The sprawling roadhouse style space was designed by Josh Held, drawn from his own experience growing up in Texas and love for barbecue to create an authentic yet modern Texas barbecue hall. Raw concrete floors, blackened steel, and recycled wood, along with a bar top made from live edge planks of old growth oak complement details such as barbed wire sconces, giant industrial steel cage fans and a custom J & R smoker made in Texas to transport patrons to the heart of Austin, TX.

Butcher Bar
37-08 30th Ave.
Queens
www.butcherbar.com

They tout the “ethically raised” meat at this butcher shop that has reinvented itself as a BBQ restaurant. One of the highlights of a true BBQ restaurant is the ability to turn out perfectly “qued” burnt ends. Brisket is served with melted cheese and grilled onions. Sausages, made in-house, are also sold for the takeaway crowd who can’t get enough at the restaurant and a doggie bag isn’t sufficient for the next day. The sausages are ground to a coarse consistency and then stuffed into natural casings that nearly burst their way out of the skin, crackled from the process.

Hog Pit BBQ
37 West 26 St.
Bet. Broadway and 6th Ave.
www.hogpit.com

One of the more inexpensive BBQ restaurants in New York, the Hog Pit opened in 1995 in the Meatpacking District in NYC. In 2008 the restaurant moved to its current location. Hog Pit specializes in Southern food, such as, Pulled pork and Catfish. They claim to have the best wings in NYC with a choice of over 28 sauces. A step away from BBQ, they offer soft tortilla tacos in beef, chicken and fish, Fried pickles, etc. Bored waiting for food or a lull in the conversation? Hog Pit has a chalkboard bar where anyone can doodle a drawing while hanging out watching a sporting event on 6 large screen tv’s!

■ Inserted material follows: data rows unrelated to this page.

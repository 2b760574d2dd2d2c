use crate::kmain;
use std::thread::JoinHandle;

use std::net::{TcpListener, TcpStream, ToSocketAddrs};
use std::sync::mpsc::channel;
use std::time::Duration;
use xous::{rsyscall, SysCall};

mod shutdown;

#[cfg(feature = "report-memory")]
use stats_alloc::{Region, Stats, StatsAlloc, INSTRUMENTED_SYSTEM};
#[cfg(feature = "report-memory")]
#[global_allocator]
static GLOBAL: &StatsAlloc<std::alloc::System> = &INSTRUMENTED_SYSTEM;

const SERVER_SPEC: &str = "127.0.0.1:0";

fn start_kernel(server_spec: &str) -> JoinHandle<()> {
    let server_addr = server_spec
        .to_socket_addrs()
        .expect("invalid server address")
        .next()
        .expect("unable to resolve server address");
    // Attempt to bind. This will fail if the port is in use.
    let temp_server = TcpListener::bind(server_addr).unwrap();
    let server_addr = temp_server.local_addr().unwrap();
    drop(temp_server);

    xous::hosted::set_xous_address(server_addr);

    // Launch the main thread
    let main_thread = std::thread::spawn(move || {
        let server_spec_server = server_addr;
        crate::arch::set_listen_address(&server_spec_server);
        kmain()
    });

    // Connect to server. This first instance needs to make sure the kernel is listening.
    // let mut server_conn = None;
    let mut connected = false;
    for i in 1..11 {
        println!("Retrying connection {}/10", i);
        let res = TcpStream::connect_timeout(&server_addr, Duration::from_millis(200));
        if res.is_ok() {
            connected = true;
            break;
        }
    }
    // Convert the Option<conn> into conn
    assert!(connected, "unable to connect to server");
    main_thread
}

/// Spawn a new "process" with the given server spec inside the given closure
/// and return a join handle
fn as_process<F, R>(f: F) -> JoinHandle<R>
where
    F: FnOnce() -> R,
    F: Send + 'static,
    R: Send + 'static,
{
    let server_spec = xous::hosted::xous_address();
    std::thread::spawn(move || {
        xous::hosted::set_xous_address(server_spec);
        f()
    })
}

#[test]
fn shutdown() {
    // Start the server in another thread.
    let main_thread = start_kernel(SERVER_SPEC);

    // Send a raw `Shutdown` message to terminate the kernel.
    let call_result = rsyscall(SysCall::Shutdown);
    println!("Call result: {:?}", call_result);

    // Wait for the kernel to exit.
    main_thread.join().expect("couldn't join main thread");
}

#[test]
fn send_scalar_message() {
    // Start the server in another thread
    let main_thread = start_kernel(SERVER_SPEC);

    let (server_addr_send, server_addr_recv) = channel();

    // Spawn the server "process" (which just lives in a separate thread)
    // and receive the message. Note that we need to communicate to the
    // "Client" what our server ID is. Normally this would be done via
    // an external nameserver.
    let xous_server = as_process(move || {
        let sid = xous::create_server(0x7884_3123).expect("couldn't create test server");
        server_addr_send.send(sid).unwrap();
        let envelope = xous::receive_message(sid).expect("couldn't receive messages");
        assert_eq!(
            envelope.message,
            xous::Message::Scalar(xous::ScalarMessage {
                id: 1,
                arg1: 2,
                arg2: 3,
                arg3: 4,
                arg4: 5
            })
        );
    });

    // Spawn the client "process" and wait for the server address.
    let xous_client = as_process(move || {
        let sid = server_addr_recv.recv().unwrap();
        let conn = xous::connect(sid).expect("couldn't connect to server");
        xous::send_message(
            conn,
            xous::Message::Scalar(xous::ScalarMessage {
                id: 1,
                arg1: 2,
                arg2: 3,
                arg3: 4,
                arg4: 5,
            }),
        )
        .expect("couldn't send message");
    });

    // Wait for both processes to finish
    xous_server.join().expect("couldn't join server process");
    xous_client.join().expect("couldn't join client process");

    // Any process ought to be able to shut down the system currently.
    rsyscall(SysCall::Shutdown).expect("unable to shutdown server");

    main_thread.join().expect("couldn't join kernel process");
}

#[test]
fn send_move_message() {
    let test_str = "Hello, world!";
    let test_bytes = test_str.as_bytes();

    let main_thread = start_kernel(SERVER_SPEC);

    let (server_addr_send, server_addr_recv) = channel();

    let xous_server = as_process(move || {
        let sid = xous::create_server(0x7884_3123).expect("couldn't create test server");
        server_addr_send.send(sid).unwrap();
        let envelope = xous::receive_message(sid).expect("couldn't receive messages");
        // println!("Received message from {}", envelope.sender);
        let message = envelope.message;
        if let xous::Message::Move(m) = message {
            let buf = m.buf;
            let bt = unsafe {
                Box::from_raw(core::slice::from_raw_parts_mut(buf.as_mut_ptr(), buf.len()))
            };
            assert_eq!(*test_bytes, *bt);
        // let s = String::from_utf8_lossy(&bt);
        // println!("Got message: {:?} -> \"{}\"", bt, s);
        } else {
            panic!("unexpected message type");
        }

        // println!("SERVER: Received message: {:?}", msg);
    });

    let xous_client = as_process(move || {
        // println!("CLIENT: Waiting for server address...");
        let sid = server_addr_recv.recv().unwrap();
        // println!("CLIENT: Connecting to server {:?}", sid);
        let conn = xous::connect(sid).expect("couldn't connect to server");
        let msg = xous::carton::Carton::from_bytes(test_bytes);
        xous::send_message(conn, xous::Message::Move(msg.into_message(0)))
            .expect("couldn't send a message");
    });

    xous_server.join().expect("couldn't join server process");
    xous_client.join().expect("couldn't join client process");

    // Any process ought to be able to shut down the system currently.
    rsyscall(SysCall::Shutdown).expect("unable to shutdown server");

    main_thread.join().expect("couldn't join kernel process");
}

#[test]
fn send_borrow_message() {
    let main_thread = start_kernel(SERVER_SPEC);
    let (server_addr_send, server_addr_recv) = channel();
    let test_str = "Hello, world!";
    let test_bytes = test_str.as_bytes();

    let xous_server = as_process(move || {
        // println!("SERVER: Creating server...");
        let sid = xous::create_server(0x7884_3123).expect("couldn't create test server");
        server_addr_send.send(sid).unwrap();
        // println!("SERVER: Receiving message...");
        let envelope = xous::receive_message(sid).expect("couldn't receive messages");
        // println!("SERVER: Received message from {}", envelope.sender);
        let message = envelope.message;
        if let xous::Message::Borrow(m) = message {
            let buf = m.buf;
            let bt = unsafe {
                Box::from_raw(core::slice::from_raw_parts_mut(buf.as_mut_ptr(), buf.len()))
            };
            assert_eq!(*test_bytes, *bt);
            // let s = String::from_utf8_lossy(&bt);
            // println!("SERVER: Got message: {:?} -> \"{}\"", bt, s);
            xous::return_memory(envelope.sender, m.buf).unwrap();
        // println!("SERVER: Returned memory");
        } else {
            panic!("unexpected message type");
        }
    });

    let xous_client = as_process(move || {
        // Get the server address (out of band) so we know what to connect to
        // println!("CLIENT: Waiting for server to start...");
        let sid = server_addr_recv.recv().unwrap();

        // Perform a connection to the server
        // println!("CLIENT: Connecting to server...");
        let conn = xous::connect(sid).expect("couldn't connect to server");

        // Convert the message into a "Carton" that can be shipped as a message
        // println!("CLIENT: Creating carton...");
        let carton = xous::carton::Carton::from_bytes(test_bytes);

        // Send the message to the server
        // println!("CLIENT: Lending message...");
        carton
            .lend(conn, 0)
            .expect("couldn't lend message to server");

        // println!("CLIENT: Done");
    });

    xous_server.join().expect("couldn't join server process");
    xous_client.join().expect("couldn't join client process");

    // Any process ought to be able to shut down the system currently.
    rsyscall(SysCall::Shutdown).expect("unable to shutdown server");

    main_thread.join().expect("couldn't join kernel process");
}

#[test]
fn send_mutableborrow_message() {
    let main_thread = start_kernel(SERVER_SPEC);
    let (server_addr_send, server_addr_recv) = channel();
    let test_str = "Hello, world!";
    let test_bytes = test_str.as_bytes();

    let xous_server = as_process(move || {
        let sid = xous::create_server(0x7884_3123).expect("couldn't create test server");
        server_addr_send.send(sid).unwrap();
        let envelope = xous::receive_message(sid).expect("couldn't receive messages");
        // println!("Received message from {}", envelope.sender);
        let message = envelope.message;
        if let xous::Message::MutableBorrow(m) = message {
            let buf = m.buf;
            let mut bt = unsafe {
                Box::from_raw(core::slice::from_raw_parts_mut(buf.as_mut_ptr(), buf.len()))
            };
            for letter in bt.iter_mut() {
                *letter += 1;
            }
            xous::return_memory(envelope.sender, m.buf).unwrap();
        } else {
            panic!("unexpected message type");
        }
    });

    let xous_client = as_process(move || {
        // Get the server address (out of band) so we know what to connect to
        let sid = server_addr_recv.recv().unwrap();

        // Perform a connection to the server
        let conn = xous::connect(sid).expect("couldn't connect to server");

        // Convert the message into a "Carton" that can be shipped as a message
        let mut carton = xous::carton::Carton::from_bytes(&test_bytes);
        let mut check_bytes = test_bytes.to_vec();
        for letter in check_bytes.iter_mut() {
            *letter += 1;
        }

        // Send the message to the server
        carton
            .lend_mut(conn, 3)
            .expect("couldn't mutably lend data");

        let modified_bytes: &[u8] = carton.as_ref();
        assert_eq!(&check_bytes, &modified_bytes);
    });

    xous_server.join().expect("couldn't join server process");
    xous_client.join().expect("couldn't join client process");

    // Any process ought to be able to shut down the system currently.
    rsyscall(SysCall::Shutdown).expect("unable to shutdown server");

    main_thread.join().expect("couldn't join kernel process");
}

#[test]
fn send_mutableborrow_message_repeat() {
    let main_thread = start_kernel(SERVER_SPEC);
    let (server_addr_send, server_addr_recv) = channel();
    let test_str = "Hello, world!";
    let test_bytes = test_str.as_bytes();

    let loops = 50_000;

    let xous_server = as_process(move || {
        let sid = xous::create_server(0x7884_3123).expect("couldn't create test server");
        server_addr_send.send(sid).unwrap();

        for iteration in 0..loops {
            let envelope = xous::receive_message(sid).expect("couldn't receive messages");
            let message = envelope.message;
            if let xous::Message::MutableBorrow(m) = message {
                let buf = m.buf;
                let mut bt = unsafe {
                    Box::from_raw(core::slice::from_raw_parts_mut(buf.as_mut_ptr(), buf.len()))
                };
                for letter in bt.iter_mut() {
                    *letter = (*letter).wrapping_add((iteration & 0xff) as u8);
                }
                xous::return_memory(envelope.sender, m.buf).unwrap();
            } else {
                panic!("unexpected message type");
            }
        }
    });

    let xous_client = as_process(move || {
        // Get the server address (out of band) so we know what to connect to
        let sid = server_addr_recv.recv().unwrap();

        // Perform a connection to the server
        let conn = xous::connect(sid).expect("couldn't connect to server");

        // Convert the message into a "Carton" that can be shipped as a message
        for iteration in 0..loops {
            let mut carton = xous::carton::Carton::from_bytes(&test_bytes);
            let mut check_bytes = test_bytes.to_vec();
            for letter in check_bytes.iter_mut() {
                *letter = (*letter).wrapping_add((iteration & 0xff) as u8);
            }

            // Send the message to the server
            carton
                .lend_mut(conn, 3)
                .expect("couldn't mutably lend data");

            let modified_bytes: &[u8] = carton.as_ref();
            assert_eq!(&check_bytes, &modified_bytes);
        }
    });

    xous_server.join().expect("couldn't join server process");
    xous_client.join().expect("couldn't join client process");

    // Any process ought to be able to shut down the system currently.
    rsyscall(SysCall::Shutdown).expect("unable to shutdown server");

    main_thread.join().expect("couldn't join kernel process");
}

#[cfg(feature = "report-memory")]
#[test]
fn measure_memory_usage() {
    let mut reg = Region::new(&GLOBAL);
    reg.reset();

    {
        // Run the "shutdown" test in its own thread. This ensures that
        // any TLS is freed when the thread exits.
        let jh = as_process(|| shutdown());
        jh.join()
            .expect("couldn't run shutdown test for measuring memory");
    }

    fn memory_in_use(start: &Stats) -> usize {
        if start.bytes_deallocated > start.bytes_allocated {
            eprintln!("Allocated a negative number of bytes!");
            0
        } else {
            start.bytes_allocated - start.bytes_deallocated
        }
    }

    let after_join = reg.change();
    let miu = memory_in_use(&after_join);
    println!("After test: {:#?} ({} bytes in use)", after_join, miu);
}

#[test]
fn multiple_contexts() {
    // Start the kernel in its own thread
    let main_thread = start_kernel(SERVER_SPEC);

    let internal_server = as_process(|| {
        let server = xous::create_server(0x53_4534).expect("couldn't create server");
        let connection = xous::connect(server).expect("couldn't connect to our own server");

        xous::send_message(
            connection,
            xous::Message::Scalar(xous::ScalarMessage {
                id: 1,
                arg1: 2,
                arg2: 3,
                arg3: 4,
                arg4: 5,
            }),
        ).expect("couldn't send message");

        let msg = xous::receive_message(server).expect("couldn't receive message");
        println!("Received message: {:?}", msg);
        // let client_thread = xous::create_thread(move || {

        // })
    });

    internal_server
        .join()
        .expect("couldn't join internal_server process");

    // Any process ought to be able to shut down the system currently.
    rsyscall(SysCall::Shutdown).expect("unable to shutdown server");

    main_thread.join().expect("couldn't join kernel process");
}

Hog Pit is a neighborhood stop. That means diners are frequently from the area, but an outsider will not feel out of place.

This BBQ house is decidedly more Mid-West than Texas style, with few beef dishes on the menu. The exceptions are beef ribs and chicken fried steak, a Texas staple that they are amongst the few Northern restaurants to get right. Unusual dishes for a BBQ eatery include: fried pickles, fried frogs legs and catfish strips. Tex-Mex offerings are plentiful with tacos and nachos.

Dallas
10 locations:
Manhattan, Brooklyn,
Queens & The Bronx
www.dallasbbq.com

OK, so Dallas is a restaurant chain and that usually doesn’t bode well for taste even though there’s quality control. In this case Dallas breaks the mold. One of its specialties is the beef ribs that come out looking somewhat akin to what Fred Flintstone might be served. They are huge. More importantly, they are tender and tasty. There’s an extensive menu featuring wings, black beans and Dallas’ signature pulled pork burger.

Dallas tries to hurry along those waiting on line without rushing diners. There is never a push to get anyone out to open up seating. They have modernized the operation by equipping staff with radio communication so that as soon as a table opens up, the person at the podium can begin to seat the next on line.